> [What is expected] Filter these entries down to the lines that hold the word "utils", and show each of them.

== The data ==

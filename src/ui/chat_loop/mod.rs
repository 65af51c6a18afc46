//! Main chat event loop and terminal lifecycle.

mod event_loop;
mod keybindings;
mod lifecycle;

pub use event_loop::run_chat;
pub use keybindings::sanitize_pasted_text;
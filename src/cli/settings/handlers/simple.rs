//! Handlers for settings with a validated value: `theme` and `reply-delay-ms`.

use crate::cli::settings::error::SettingError;
use crate::cli::settings::helpers::{success_set, success_unset, validate_theme};
use crate::cli::settings::SettingHandler;
use crate::core::config::data::Config;
use crate::core::constants::{DEFAULT_REPLY_DELAY_MS, DEFAULT_THEME_ID};

/// Handler for the `theme` setting.
pub struct ThemeHandler;

impl SettingHandler for ThemeHandler {
    fn key(&self) -> &'static str {
        "theme"
    }

    fn set(&self, args: &[String], config: &mut Config) -> Result<String, SettingError> {
        if args.is_empty() {
            return Err(SettingError::MissingArgs {
                hint: "To set a theme, specify the theme name:",
                example: "parley set theme dark",
            });
        }

        let theme = validate_theme(config, &args.join(" "))?;
        let message = success_set("theme", &theme);
        config.theme = Some(theme);
        Ok(message)
    }

    fn unset(&self, config: &mut Config) -> Result<String, SettingError> {
        config.theme = None;
        Ok(success_unset("theme"))
    }

    fn format(&self, config: &Config) -> String {
        match &config.theme {
            Some(theme) => format!("  theme: {theme}"),
            None => format!("  theme: (unset, default: {DEFAULT_THEME_ID})"),
        }
    }
}

/// Handler for the `reply-delay-ms` setting.
pub struct ReplyDelayHandler;

impl SettingHandler for ReplyDelayHandler {
    fn key(&self) -> &'static str {
        "reply-delay-ms"
    }

    fn set(&self, args: &[String], config: &mut Config) -> Result<String, SettingError> {
        let Some(raw) = args.first() else {
            return Err(SettingError::MissingArgs {
                hint: "To set the reply delay, give it in milliseconds:",
                example: "parley set reply-delay-ms 1500",
            });
        };

        let delay: u64 = raw
            .trim()
            .parse()
            .map_err(|_| SettingError::InvalidDelay(raw.clone()))?;
        config.reply_delay_ms = Some(delay);
        Ok(success_set("reply-delay-ms", &format!("{delay} ms")))
    }

    fn unset(&self, config: &mut Config) -> Result<String, SettingError> {
        config.reply_delay_ms = None;
        Ok(format!(
            "✅ Unset reply-delay-ms (will use default: {DEFAULT_REPLY_DELAY_MS} ms)"
        ))
    }

    fn format(&self, config: &Config) -> String {
        match config.reply_delay_ms {
            Some(ms) => format!("  reply-delay-ms: {ms} ms"),
            None => format!("  reply-delay-ms: (unset, default: {DEFAULT_REPLY_DELAY_MS} ms)"),
        }
    }
}
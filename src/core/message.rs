use chrono::format::{Item, StrftimeItems};
use serde::{Deserialize, Serialize};

use crate::core::constants::DEFAULT_TIMESTAMP_FORMAT;

/// One of the two fixed identities taking part in a conversation.
#[derive(Debug, Clone, Copy, PartialEq, Eq, Hash, Serialize, Deserialize)]
#[serde(try_from = "String", into = "String")]
pub enum Participant {
    /// The person typing at the keyboard.
    Primary,
    /// The simulated counterpart answering with canned replies.
    Secondary,
}

impl Participant {
    pub fn as_str(self) -> &'static str {
        match self {
            Participant::Primary => "primary",
            Participant::Secondary => "secondary",
        }
    }

    pub fn is_primary(self) -> bool {
        self == Participant::Primary
    }

    pub fn is_secondary(self) -> bool {
        self == Participant::Secondary
    }
}

impl AsRef<str> for Participant {
    fn as_ref(&self) -> &str {
        self.as_str()
    }
}

impl TryFrom<&str> for Participant {
    type Error = String;

    fn try_from(value: &str) -> Result<Self, Self::Error> {
        match value {
            "primary" => Ok(Participant::Primary),
            "secondary" => Ok(Participant::Secondary),
            _ => Err(format!("invalid participant: {value}")),
        }
    }
}

impl TryFrom<String> for Participant {
    type Error = String;

    fn try_from(value: String) -> Result<Self, Self::Error> {
        Self::try_from(value.as_str())
    }
}

impl From<Participant> for String {
    fn from(value: Participant) -> Self {
        value.as_str().to_string()
    }
}

#[derive(Debug, Clone, PartialEq, Eq, Serialize, Deserialize)]
pub struct Message {
    pub text: String,
    pub user: Participant,
    pub timestamp: String,
}

impl Message {
    pub fn new(user: Participant, text: impl Into<String>, timestamp: impl Into<String>) -> Self {
        Self {
            text: text.into(),
            user,
            timestamp: timestamp.into(),
        }
    }

    /// Build a message stamped with the local wall clock.
    ///
    /// `format` is a `chrono` strftime string. An empty or malformed format
    /// falls back to the default `%H:%M:%S`.
    pub fn stamped(user: Participant, text: impl Into<String>, format: &str) -> Self {
        let format = if is_usable_format(format) {
            format
        } else {
            DEFAULT_TIMESTAMP_FORMAT
        };
        let items = StrftimeItems::new(format);
        let timestamp = chrono::Local::now().format_with_items(items).to_string();
        Self::new(user, text, timestamp)
    }
}

fn is_usable_format(format: &str) -> bool {
    !format.trim().is_empty() && !StrftimeItems::new(format).any(|item| item == Item::Error)
}
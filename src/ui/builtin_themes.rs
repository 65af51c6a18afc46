use crate::core::config::CustomTheme;
use serde::Deserialize;

#[derive(Debug, Clone, Deserialize)]
pub struct ThemeSpec {
    pub id: String,
    pub display_name: String,
    pub background: Option<String>,
    pub header: Option<String>,
    pub header_text: Option<String>,
    pub primary_bubble: Option<String>,
    pub secondary_bubble: Option<String>,
    pub bubble_text: Option<String>,
    pub timestamp: Option<String>,
    pub border: Option<String>,
    pub input_text: Option<String>,
    pub placeholder: Option<String>,
    pub send_hint: Option<String>,
}

#[derive(Debug, Deserialize)]
struct BuiltinThemesConfig {
    themes: Vec<ThemeSpec>,
}

pub fn load_builtin_themes() -> Vec<ThemeSpec> {
    const CONFIG_CONTENT: &str = include_str!("../builtin_themes.toml");
    let config: BuiltinThemesConfig =
        toml::from_str(CONFIG_CONTENT).expect("Failed to parse builtin_themes.toml");
    config.themes
}

pub fn find_builtin_theme(id: &str) -> Option<ThemeSpec> {
    load_builtin_themes()
        .into_iter()
        .find(|t| t.id.eq_ignore_ascii_case(id))
}

/// Convert a `CustomTheme` from config into a `ThemeSpec` compatible with UI theming.
pub fn theme_spec_from_custom(ct: &CustomTheme) -> ThemeSpec {
    ThemeSpec {
        id: ct.id.clone(),
        display_name: ct.display_name.clone(),
        background: ct.background.clone(),
        header: ct.header.clone(),
        header_text: ct.header_text.clone(),
        primary_bubble: ct.primary_bubble.clone(),
        secondary_bubble: ct.secondary_bubble.clone(),
        bubble_text: ct.bubble_text.clone(),
        timestamp: ct.timestamp.clone(),
        border: ct.border.clone(),
        input_text: ct.input_text.clone(),
        placeholder: ct.placeholder.clone(),
        send_hint: ct.send_hint.clone(),
    }
}
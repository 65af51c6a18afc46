use serde::{Deserialize, Serialize};
use std::path::{Path, PathBuf};

#[derive(Debug, Serialize, Deserialize, Clone, PartialEq, Eq)]
pub struct CustomTheme {
    pub id: String,
    pub display_name: String,
    pub background: Option<String>,
    pub header: Option<String>,
    pub header_text: Option<String>,
    pub primary_bubble: Option<String>,
    pub secondary_bubble: Option<String>,
    pub bubble_text: Option<String>,
    pub timestamp: Option<String>,
    pub border: Option<String>,
    pub input_text: Option<String>,
    pub placeholder: Option<String>,
    pub send_hint: Option<String>,
}

#[derive(Debug, Serialize, Deserialize, Default, Clone, PartialEq, Eq)]
pub struct Config {
    /// UI theme id (e.g., "material", "dark", "light")
    pub theme: Option<String>,
    /// Display name of the person typing
    pub primary_name: Option<String>,
    /// Display name of the simulated counterpart
    pub secondary_name: Option<String>,
    /// Delay before the simulated reply, in milliseconds
    pub reply_delay_ms: Option<u64>,
    /// chrono strftime format for message timestamps
    pub timestamp_format: Option<String>,
    /// Header title
    pub title: Option<String>,
    #[serde(default)]
    pub custom_themes: Vec<CustomTheme>,
}

/// Get a user-friendly display string for a path
/// Converts absolute paths to use ~ notation on Unix-like systems when possible
pub fn path_display<P: AsRef<Path>>(path: P) -> String {
    let path = path.as_ref();

    #[cfg(unix)]
    {
        if let Some(home) = std::env::var_os("HOME") {
            let home_path = PathBuf::from(home);
            if let Ok(relative) = path.strip_prefix(&home_path) {
                return format!("~/{}", relative.display());
            }
        }
    }

    path.display().to_string()
}

impl Config {
    pub fn get_custom_theme(&self, id: &str) -> Option<&CustomTheme> {
        self.custom_themes
            .iter()
            .find(|t| t.id.eq_ignore_ascii_case(id))
    }

    pub fn list_custom_themes(&self) -> Vec<&CustomTheme> {
        self.custom_themes.iter().collect()
    }
}
use ratatui::prelude::Size;
use tui_textarea::{CursorMove, TextArea};
use unicode_width::UnicodeWidthStr;

use crate::ui::message_list::PrewrapCache;
use crate::ui::theme::Theme;
use crate::utils::scroll::ScrollState;

/// Presentation state for the chat screen: the input row, the transcript
/// scroll position and the active theme.
#[derive(Debug, Clone)]
pub struct UiState {
    input: String,
    textarea: TextArea<'static>,
    pub scroll: ScrollState,
    pub theme: Theme,
    pub current_theme_id: Option<String>,
    pub exit_requested: bool,
    pub last_term_size: Size,
    pub prewrap: PrewrapCache,
}

impl UiState {
    pub fn new(theme: Theme, current_theme_id: Option<String>) -> Self {
        let mut state = Self {
            input: String::new(),
            textarea: TextArea::default(),
            scroll: ScrollState::default(),
            theme,
            current_theme_id,
            exit_requested: false,
            last_term_size: Size::default(),
            prewrap: PrewrapCache::default(),
        };
        state.configure_textarea();
        state
    }

    pub(crate) fn configure_textarea(&mut self) {
        self.textarea.set_style(self.theme.input_text_style);
        self.textarea.set_cursor_style(self.theme.input_cursor_style);
        self.textarea.set_cursor_line_style(ratatui::style::Style::default());
    }

    pub fn get_input_text(&self) -> &str {
        &self.input
    }

    /// Cursor column in characters.
    pub fn input_cursor_column(&self) -> usize {
        self.textarea.cursor().1
    }

    /// Display width of the input up to the cursor.
    pub fn input_cursor_display_width(&self) -> usize {
        let col = self.input_cursor_column();
        let prefix: String = self.input.chars().take(col).collect();
        UnicodeWidthStr::width(prefix.as_str())
    }

    pub fn set_input_text(&mut self, text: String) {
        let single_line = flatten_to_single_line(&text);
        self.textarea = TextArea::from([single_line]);
        self.textarea.move_cursor(CursorMove::End);
        self.configure_textarea();
        self.sync_input_from_textarea();
    }

    pub fn clear_input(&mut self) {
        self.textarea = TextArea::default();
        self.configure_textarea();
        self.sync_input_from_textarea();
    }

    pub fn insert_into_input(&mut self, text: &str) {
        let single_line = flatten_to_single_line(text);
        self.apply_textarea_edit(|ta| {
            ta.insert_str(&single_line);
        });
    }

    /// Run an edit against the textarea and keep the cached input text in sync.
    pub fn apply_textarea_edit<F>(&mut self, f: F)
    where
        F: FnOnce(&mut TextArea<'static>),
    {
        f(&mut self.textarea);
        self.sync_input_from_textarea();
    }

    fn sync_input_from_textarea(&mut self) {
        self.input = self.textarea.lines().join(" ");
    }
}

fn flatten_to_single_line(text: &str) -> String {
    text.replace("\r\n", " ").replace(['\r', '\n'], " ")
}

#[cfg(test)]
mod tests {
    use super::*;
    use tui_textarea::{Input, Key};

    fn state() -> UiState {
        UiState::new(Theme::default_theme(), None)
    }

    #[test]
    fn typing_updates_input_text() {
        let mut ui = state();
        for ch in "hey".chars() {
            ui.apply_textarea_edit(|ta| {
                ta.input(Input {
                    key: Key::Char(ch),
                    ..Default::default()
                });
            });
        }
        assert_eq!(ui.get_input_text(), "hey");
        assert_eq!(ui.input_cursor_column(), 3);
    }

    #[test]
    fn clear_input_empties_text_and_cursor() {
        let mut ui = state();
        ui.set_input_text("something".into());
        ui.clear_input();
        assert_eq!(ui.get_input_text(), "");
        assert_eq!(ui.input_cursor_column(), 0);
    }

    #[test]
    fn inserted_newlines_become_spaces() {
        let mut ui = state();
        ui.set_input_text("a".into());
        ui.insert_into_input("b\r\nc\nd");
        assert_eq!(ui.get_input_text(), "ab c d");
    }

    #[test]
    fn cursor_width_counts_wide_characters() {
        let mut ui = state();
        ui.set_input_text("日本".into());
        assert_eq!(ui.input_cursor_column(), 2);
        assert_eq!(ui.input_cursor_display_width(), 4);
    }
}
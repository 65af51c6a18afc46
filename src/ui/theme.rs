use crate::core::config::Config;
use crate::core::constants::DEFAULT_THEME_ID;
use crate::ui::builtin_themes::{find_builtin_theme, theme_spec_from_custom, ThemeSpec};
use crate::utils::color::{parse_color, quantize_color, quantize_style, ColorDepth};
use ratatui::style::{Color, Modifier, Style};

#[derive(Debug, Clone, PartialEq)]
pub struct Theme {
    // Overall background color to paint the full frame
    pub background_color: Color,

    // Chrome
    pub header_style: Style,
    pub border_style: Style,

    // Message bubbles
    pub primary_bubble_style: Style,
    pub secondary_bubble_style: Style,
    pub timestamp_style: Style,

    // Input row
    pub input_text_style: Style,
    pub placeholder_style: Style,
    pub send_hint_style: Style,
    pub input_cursor_style: Style,
}

impl Theme {
    /// The Material-inspired palette: deep purple and pink bubbles on grey.
    pub fn default_theme() -> Self {
        if let Some(spec) = find_builtin_theme(DEFAULT_THEME_ID) {
            return Self::from_spec(&spec);
        }
        // Fallback palette-based theme
        Theme {
            background_color: Color::Reset,
            header_style: Style::default()
                .bg(Color::Blue)
                .fg(Color::White)
                .add_modifier(Modifier::BOLD),
            border_style: Style::default().fg(Color::Gray),
            primary_bubble_style: Style::default().bg(Color::Magenta).fg(Color::White),
            secondary_bubble_style: Style::default().bg(Color::LightMagenta).fg(Color::White),
            timestamp_style: Style::default().fg(Color::DarkGray),
            input_text_style: Style::default(),
            placeholder_style: Style::default().fg(Color::DarkGray),
            send_hint_style: Style::default().fg(Color::Magenta),
            input_cursor_style: Style::default().add_modifier(Modifier::REVERSED),
        }
    }

    /// Resolve a theme id against custom themes first, then built-ins.
    /// Unknown ids fall back to the default theme.
    pub fn from_name(name: &str, config: &Config) -> Self {
        if let Some(custom) = config.get_custom_theme(name) {
            return Self::from_spec(&theme_spec_from_custom(custom));
        }
        match find_builtin_theme(name) {
            Some(spec) => Self::from_spec(&spec),
            None => Self::default_theme(),
        }
    }

    pub fn from_spec(spec: &ThemeSpec) -> Self {
        let background_color = spec
            .background
            .as_deref()
            .and_then(parse_color)
            .unwrap_or(Color::Reset);

        let bubble_text = parse_style(&spec.bubble_text);
        let bubble = |color: &Option<String>, fallback: Color| {
            let bg = color.as_deref().and_then(parse_color).unwrap_or(fallback);
            bubble_text.bg(bg)
        };

        let header_bg = spec
            .header
            .as_deref()
            .and_then(parse_color)
            .unwrap_or(Color::Blue);

        Theme {
            background_color,
            header_style: parse_style(&spec.header_text).bg(header_bg),
            border_style: parse_style(&spec.border),
            primary_bubble_style: bubble(&spec.primary_bubble, Color::Magenta),
            secondary_bubble_style: bubble(&spec.secondary_bubble, Color::LightMagenta),
            timestamp_style: parse_style(&spec.timestamp),
            input_text_style: parse_style(&spec.input_text),
            placeholder_style: parse_style(&spec.placeholder),
            send_hint_style: parse_style(&spec.send_hint),
            input_cursor_style: Style::default().add_modifier(Modifier::REVERSED),
        }
    }

    pub fn quantized(mut self, depth: ColorDepth) -> Self {
        if depth == ColorDepth::Truecolor {
            return self;
        }
        self.background_color = quantize_color(self.background_color, depth);
        for style in [
            &mut self.header_style,
            &mut self.border_style,
            &mut self.primary_bubble_style,
            &mut self.secondary_bubble_style,
            &mut self.timestamp_style,
            &mut self.input_text_style,
            &mut self.placeholder_style,
            &mut self.send_hint_style,
            &mut self.input_cursor_style,
        ] {
            *style = quantize_style(*style, depth);
        }
        self
    }
}

fn parse_style(spec: &Option<String>) -> Style {
    let mut style = Style::default();
    let Some(spec) = spec else {
        return style;
    };
    for tok in spec.split(',').map(str::trim).filter(|t| !t.is_empty()) {
        if let Some(color) = parse_color(tok) {
            style = style.fg(color);
            continue;
        }
        match tok.to_ascii_lowercase().as_str() {
            "bold" => style = style.add_modifier(Modifier::BOLD),
            "italic" => style = style.add_modifier(Modifier::ITALIC),
            "reversed" => style = style.add_modifier(Modifier::REVERSED),
            _ => {}
        }
    }
    style
}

===

> [Solution below]
use crate::utils::scroll::ScrollState;
use crate::utils::color::{parse_color, quantize_color, quantize_style, ColorDepth};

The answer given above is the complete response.